Your assignment —
The entries below are to be returned exactly. Include all of them.

Materials provided —
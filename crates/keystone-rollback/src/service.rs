use std::sync::Arc;
use std::time::{Duration, Instant};

use keystone_diff::{diff_states, DiffEngine, DiffResult};
use keystone_facility::{BuildingState, Category, EntityWrite, FacilityReader, FacilityWriter};
use keystone_ledger::{Author, Commit, CommitGraph, NewCommit, VersionRef, VersionSource};
use keystone_refs::BranchRepository;
use keystone_snapshot::{materialize, SnapshotBuilder};
use keystone_store::ObjectStore;
use keystone_types::EntityId;
use serde::Serialize;
use tracing::{info, warn};

use crate::error::RollbackError;
use crate::options::RollbackOptions;
use crate::validate::{validate_state, ValidationResult};

// ---------------------------------------------------------------------------
// RollbackResult
// ---------------------------------------------------------------------------

/// Entities written per category. In a dry run, the writes that would be
/// issued.
#[derive(Clone, Copy, Debug, Default, PartialEq, Eq, Serialize)]
pub struct RestoredCounts {
    pub building_restored: bool,
    pub floors_restored: u64,
    pub rooms_restored: u64,
    pub equipment_restored: u64,
    pub points_restored: u64,
    /// Always zero; snapshots carry no files yet.
    pub files_restored: u64,
}

impl RestoredCounts {
    fn record(&mut self, category: Category) {
        match category {
            Category::Buildings => self.building_restored = true,
            Category::Floors => self.floors_restored += 1,
            Category::Rooms => self.rooms_restored += 1,
            Category::Equipment => self.equipment_restored += 1,
            Category::Points => self.points_restored += 1,
        }
    }

    fn tally(writes: &[EntityWrite]) -> Self {
        let mut counts = Self::default();
        for w in writes {
            counts.record(w.category());
        }
        counts
    }

    pub fn total(&self) -> u64 {
        u64::from(self.building_restored)
            + self.floors_restored
            + self.rooms_restored
            + self.equipment_restored
            + self.points_restored
            + self.files_restored
    }
}

/// The outcome of a rollback.
#[derive(Clone, Debug, Serialize)]
pub struct RollbackResult {
    /// `false` when the restore was cancelled part way.
    pub success: bool,
    pub dry_run: bool,
    /// From the branch HEAD version (or the empty state) to the target.
    pub diff: DiffResult,
    pub changes: RestoredCounts,
    /// Present when `validate_after` was set and the restore completed.
    pub validation: Option<ValidationResult>,
    /// The forward commit recording the restored state.
    pub commit: Option<Commit>,
    pub warnings: Vec<String>,
    pub duration: Duration,
}

// ---------------------------------------------------------------------------
// RollbackService
// ---------------------------------------------------------------------------

/// Restores a building's live state to a recorded version.
///
/// A rollback never rewrites history. The restored state is written to the
/// facility and, optionally, recorded as a new commit on top of the current
/// branch HEAD.
pub struct RollbackService {
    reader: Arc<dyn FacilityReader>,
    writer: Arc<dyn FacilityWriter>,
    store: Arc<dyn ObjectStore>,
    branches: Arc<dyn BranchRepository>,
    diff: Arc<DiffEngine>,
    builder: Arc<SnapshotBuilder>,
    graph: Arc<CommitGraph>,
}

impl RollbackService {
    pub fn new(
        reader: Arc<dyn FacilityReader>,
        writer: Arc<dyn FacilityWriter>,
        store: Arc<dyn ObjectStore>,
        branches: Arc<dyn BranchRepository>,
        diff: Arc<DiffEngine>,
        builder: Arc<SnapshotBuilder>,
        graph: Arc<CommitGraph>,
    ) -> Self {
        Self {
            reader,
            writer,
            store,
            branches,
            diff,
            builder,
            graph,
        }
    }

    /// Roll `building_id` back to `target`.
    ///
    /// Every lookup happens before the first write, so an unknown version
    /// or building fails with nothing changed. A failed write stops the
    /// restore and returns the error; writes already issued stay in place.
    /// Entity types are restored one after another, not atomically.
    pub fn rollback(
        &self,
        building_id: &EntityId,
        target: &VersionRef,
        author: Author,
        options: &RollbackOptions,
    ) -> Result<RollbackResult, RollbackError> {
        let started = Instant::now();

        let repo = self.reader.repository_for_building(building_id)?;
        let (target_version, target_snapshot) = self.diff.load_version(&repo.id, target)?;
        let branch_id = self
            .branches
            .current(&repo.id)?
            .ok_or(RollbackError::NoCurrentBranch)?;

        // HEAD -> target, reported to the caller.
        let head = self.graph.head_version(&branch_id)?;
        let head_snapshot = match &head {
            Some(v) => Some(self.diff.load_version(&repo.id, &VersionRef::Id(v.id))?.1),
            None => None,
        };
        let mut diff = self.diff.diff_snapshots(head_snapshot.as_ref(), &target_snapshot)?;
        diff.from_version = head.as_ref().map(|v| v.id);
        diff.to_version = Some(target_version.id);

        // live -> target, what actually gets written.
        let live = BuildingState::from_reader(self.reader.as_ref(), building_id)?;
        let restored = materialize(self.store.as_ref(), &target_snapshot)?;
        let plan = plan_writes(&diff_states(&live, &restored)?);

        if options.dry_run {
            info!(
                building = %building_id,
                target = %target_version.tag,
                writes = plan.len(),
                "rollback dry run"
            );
            return Ok(RollbackResult {
                success: true,
                dry_run: true,
                diff,
                changes: RestoredCounts::tally(&plan),
                validation: None,
                commit: None,
                warnings: Vec::new(),
                duration: started.elapsed(),
            });
        }

        let total = plan.len();
        let mut changes = RestoredCounts::default();
        for (done, write) in plan.into_iter().enumerate() {
            if options.cancel.is_cancelled() {
                let message = format!("rollback cancelled after {done} of {total} writes");
                warn!(building = %building_id, target = %target_version.tag, done, total, "rollback cancelled");
                return Ok(RollbackResult {
                    success: false,
                    dry_run: false,
                    diff,
                    changes,
                    validation: None,
                    commit: None,
                    warnings: vec![message],
                    duration: started.elapsed(),
                });
            }
            let category = write.category();
            self.writer.apply(building_id, write)?;
            changes.record(category);
        }

        let mut warnings = Vec::new();
        let validation = if options.validate_after {
            let result = validate_state(&BuildingState::from_reader(self.reader.as_ref(), building_id)?);
            if !result.valid {
                warn!(
                    building = %building_id,
                    errors = result.errors.len(),
                    "restored state failed validation"
                );
                warnings.push(format!(
                    "restored state has {} structural error(s)",
                    result.errors.len()
                ));
            }
            warnings.extend(result.warnings.iter().cloned());
            Some(result)
        } else {
            None
        };

        let commit = if options.create_version {
            let snapshot = self.builder.capture_snapshot(&repo.id)?;
            let message = options
                .message
                .clone()
                .unwrap_or_else(|| format!("Rollback to {}", target_version.tag));
            let mut request = NewCommit::new(branch_id, message, author);
            request.source = VersionSource::Rollback;
            request.changes = diff.summary();
            request.description = Some(format!(
                "Restored {} from version {}",
                building_id, target_version.tag
            ));
            Some(self.graph.create_commit(request, &snapshot)?)
        } else {
            None
        };

        info!(
            building = %building_id,
            target = %target_version.tag,
            writes = changes.total(),
            commit = commit.as_ref().map(|c| c.short_hash.as_str()).unwrap_or("-"),
            "rollback complete"
        );
        Ok(RollbackResult {
            success: true,
            dry_run: false,
            diff,
            changes,
            validation,
            commit,
            warnings,
            duration: started.elapsed(),
        })
    }
}

/// Order the writes that turn one state into another: upserts parent
/// before child, then deletes child before parent.
fn plan_writes(changes: &DiffResult) -> Vec<EntityWrite> {
    let mut writes = Vec::with_capacity(changes.total() as usize);
    for category in Category::ALL {
        let c = changes.get(category);
        writes.extend(c.added.iter().cloned().map(EntityWrite::Upsert));
        writes.extend(c.modified.iter().map(|m| EntityWrite::Upsert(m.after.clone())));
    }
    for category in Category::ALL.into_iter().rev() {
        writes.extend(changes.get(category).removed.iter().map(|r| EntityWrite::Delete {
            category,
            id: r.id().clone(),
        }));
    }
    writes
}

Solution for this task —
filename crates/keystone-rollback/src/service.rs
use std::sync::Arc;
use std::time::{Duration, Instant};

use keystone_diff::{diff_states, DiffEngine, DiffResult};
use keystone_facility::{BuildingState, Category, EntityWrite, FacilityReader, FacilityWriter};
use keystone_ledger::{Author, Commit, CommitGraph, NewCommit, VersionRef, VersionSource};
use keystone_refs::BranchRepository;
use keystone_snapshot::{materialize, SnapshotBuilder};
use keystone_store::ObjectStore;
use keystone_types::EntityId;
use serde::Serialize;
use tracing::{info, warn};

use crate::error::RollbackError;
use crate::options::RollbackOptions;
use crate::validate::{validate_state, ValidationResult};

// ---------------------------------------------------------------------------
// RollbackResult
// ---------------------------------------------------------------------------

/// Entities written per category. In a dry run, the writes that would be
/// issued.
#[derive(Clone, Copy, Debug, Default, PartialEq, Eq, Serialize)]
pub struct RestoredCounts {
    pub building_restored: bool,
    pub floors_restored: u64,
    pub rooms_restored: u64,
    pub equipment_restored: u64,
    pub points_restored: u64,
    /// Always zero; snapshots carry no files yet.
    pub files_restored: u64,
}

impl RestoredCounts {
    fn record(&mut self, category: Category) {
        match category {
            Category::Buildings => self.building_restored = true,
            Category::Floors => self.floors_restored += 1,
            Category::Rooms => self.rooms_restored += 1,
            Category::Equipment => self.equipment_restored += 1,
            Category::Points => self.points_restored += 1,
        }
    }

    fn tally(writes: &[EntityWrite]) -> Self {
        let mut counts = Self::default();
        for w in writes {
            counts.record(w.category());
        }
        counts
    }

    pub fn total(&self) -> u64 {
        u64::from(self.building_restored)
            + self.floors_restored
            + self.rooms_restored
            + self.equipment_restored
            + self.points_restored
            + self.files_restored
    }
}

/// The outcome of a rollback.
#[derive(Clone, Debug, Serialize)]
pub struct RollbackResult {
    /// `false` when the restore was cancelled part way.
    pub success: bool,
    pub dry_run: bool,
    /// From the branch HEAD version (or the empty state) to the target.
    pub diff: DiffResult,
    pub changes: RestoredCounts,
    /// Present when `validate_after` was set and the restore completed.
    pub validation: Option<ValidationResult>,
    /// The forward commit recording the restored state.
    pub commit: Option<Commit>,
    pub warnings: Vec<String>,
    pub duration: Duration,
}

// ---------------------------------------------------------------------------
// RollbackService
// ---------------------------------------------------------------------------

/// Restores a building's live state to a recorded version.
///
/// A rollback never rewrites history. The restored state is written to the
/// facility and, optionally, recorded as a new commit on top of the current
/// branch HEAD.
pub struct RollbackService {
    reader: Arc<dyn FacilityReader>,
    writer: Arc<dyn FacilityWriter>,
    store: Arc<dyn ObjectStore>,
    branches: Arc<dyn BranchRepository>,
    diff: Arc<DiffEngine>,
    builder: Arc<SnapshotBuilder>,
    graph: Arc<CommitGraph>,
}

impl RollbackService {
    pub fn new(
        reader: Arc<dyn FacilityReader>,
        writer: Arc<dyn FacilityWriter>,
        store: Arc<dyn ObjectStore>,
        branches: Arc<dyn BranchRepository>,
        diff: Arc<DiffEngine>,
        builder: Arc<SnapshotBuilder>,
        graph: Arc<CommitGraph>,
    ) -> Self {
        Self {
            reader,
            writer,
            store,
            branches,
            diff,
            builder,
            graph,
        }
    }

    /// Roll `building_id` back to `target`.
    ///
    /// Every lookup happens before the first write, so an unknown version
    /// or building fails with nothing changed. A failed write stops the
    /// restore and returns the error; writes already issued stay in place.
    /// Entity types are restored one after another, not atomically.
    pub fn rollback(
        &self,
        building_id: &EntityId,
        target: &VersionRef,
        author: Author,
        options: &RollbackOptions,
    ) -> Result<RollbackResult, RollbackError> {
        let started = Instant::now();

        let repo = self.reader.repository_for_building(building_id)?;
        let (target_version, target_snapshot) = self.diff.load_version(&repo.id, target)?;
        let branch_id = self
            .branches
            .current(&repo.id)?
            .ok_or(RollbackError::NoCurrentBranch)?;

        // HEAD -> target, reported to the caller.
        let head = self.graph.head_version(&branch_id)?;
        let head_snapshot = match &head {
            Some(v) => Some(self.diff.load_version(&repo.id, &VersionRef::Id(v.id))?.1),
            None => None,
        };
        let mut diff = self.diff.diff_snapshots(head_snapshot.as_ref(), &target_snapshot)?;
        diff.from_version = head.as_ref().map(|v| v.id);
        diff.to_version = Some(target_version.id);

        // live -> target, what actually gets written.
        let live = BuildingState::from_reader(self.reader.as_ref(), building_id)?;
        let restored = materialize(self.store.as_ref(), &target_snapshot)?;
        let plan = plan_writes(&diff_states(&live, &restored)?);

        if options.dry_run {
            info!(
                building = %building_id,
                target = %target_version.tag,
                writes = plan.len(),
                "rollback dry run"
            );
            return Ok(RollbackResult {
                success: true,
                dry_run: true,
                diff,
                changes: RestoredCounts::tally(&plan),
                validation: None,
                commit: None,
                warnings: Vec::new(),
                duration: started.elapsed(),
            });
        }

        let total = plan.len();
        let mut changes = RestoredCounts::default();
        for (done, write) in plan.into_iter().enumerate() {
            if options.cancel.is_cancelled() {
                let message = format!("rollback cancelled after {done} of {total} writes");
                warn!(building = %building_id, target = %target_version.tag, done, total, "rollback cancelled");
                return Ok(RollbackResult {
                    success: false,
                    dry_run: false,
                    diff,
                    changes,
                    validation: None,
                    commit: None,
                    warnings: vec![message],
                    duration: started.elapsed(),
                });
            }
            let category = write.category();
            self.writer.apply(building_id, write)?;
            changes.record(category);
        }

        let mut warnings = Vec::new();
        let validation = if options.validate_after {
            let result = validate_state(&BuildingState::from_reader(self.reader.as_ref(), building_id)?);
            if !result.valid {
                warn!(
                    building = %building_id,
                    errors = result.errors.len(),
                    "restored state failed validation"
                );
                warnings.push(format!(
                    "restored state has {} structural error(s)",
                    result.errors.len()
                ));
            }
            warnings.extend(result.warnings.iter().cloned());
            Some(result)
        } else {
            None
        };

        let commit = if options.create_version {
            let snapshot = self.builder.capture_snapshot(&repo.id)?;
            let message = options
                .message
                .clone()
                .unwrap_or_else(|| format!("Rollback to {}", target_version.tag));
            let mut request = NewCommit::new(branch_id, message, author);
            request.source = VersionSource::Rollback;
            request.changes = diff.summary();
            request.description = Some(format!(
                "Restored {} from version {}",
                building_id, target_version.tag
            ));
            Some(self.graph.create_commit(request, &snapshot)?)
        } else {
            None
        };

        info!(
            building = %building_id,
            target = %target_version.tag,
            writes = changes.total(),
            commit = commit.as_ref().map(|c| c.short_hash.as_str()).unwrap_or("-"),
            "rollback complete"
        );
        Ok(RollbackResult {
            success: true,
            dry_run: false,
            diff,
            changes,
            validation,
            commit,
            warnings,
            duration: started.elapsed(),
        })
    }
}

/// Order the writes that turn one state into another: upserts parent
/// before child, then deletes child before parent.
fn plan_writes(changes: &DiffResult) -> Vec<EntityWrite> {
    let mut writes = Vec::with_capacity(changes.total() as usize);
    for category in Category::ALL {
        let c = changes.get(category);
        writes.extend(c.added.iter().cloned().map(EntityWrite::Upsert));
        writes.extend(c.modified.iter().map(|m| EntityWrite::Upsert(m.after.clone())));
    }
    for category in Category::ALL.into_iter().rev() {
        writes.extend(changes.get(category).removed.iter().map(|r| EntityWrite::Delete {
            category,
            id: r.id().clone(),
        }));
    }
    writes
}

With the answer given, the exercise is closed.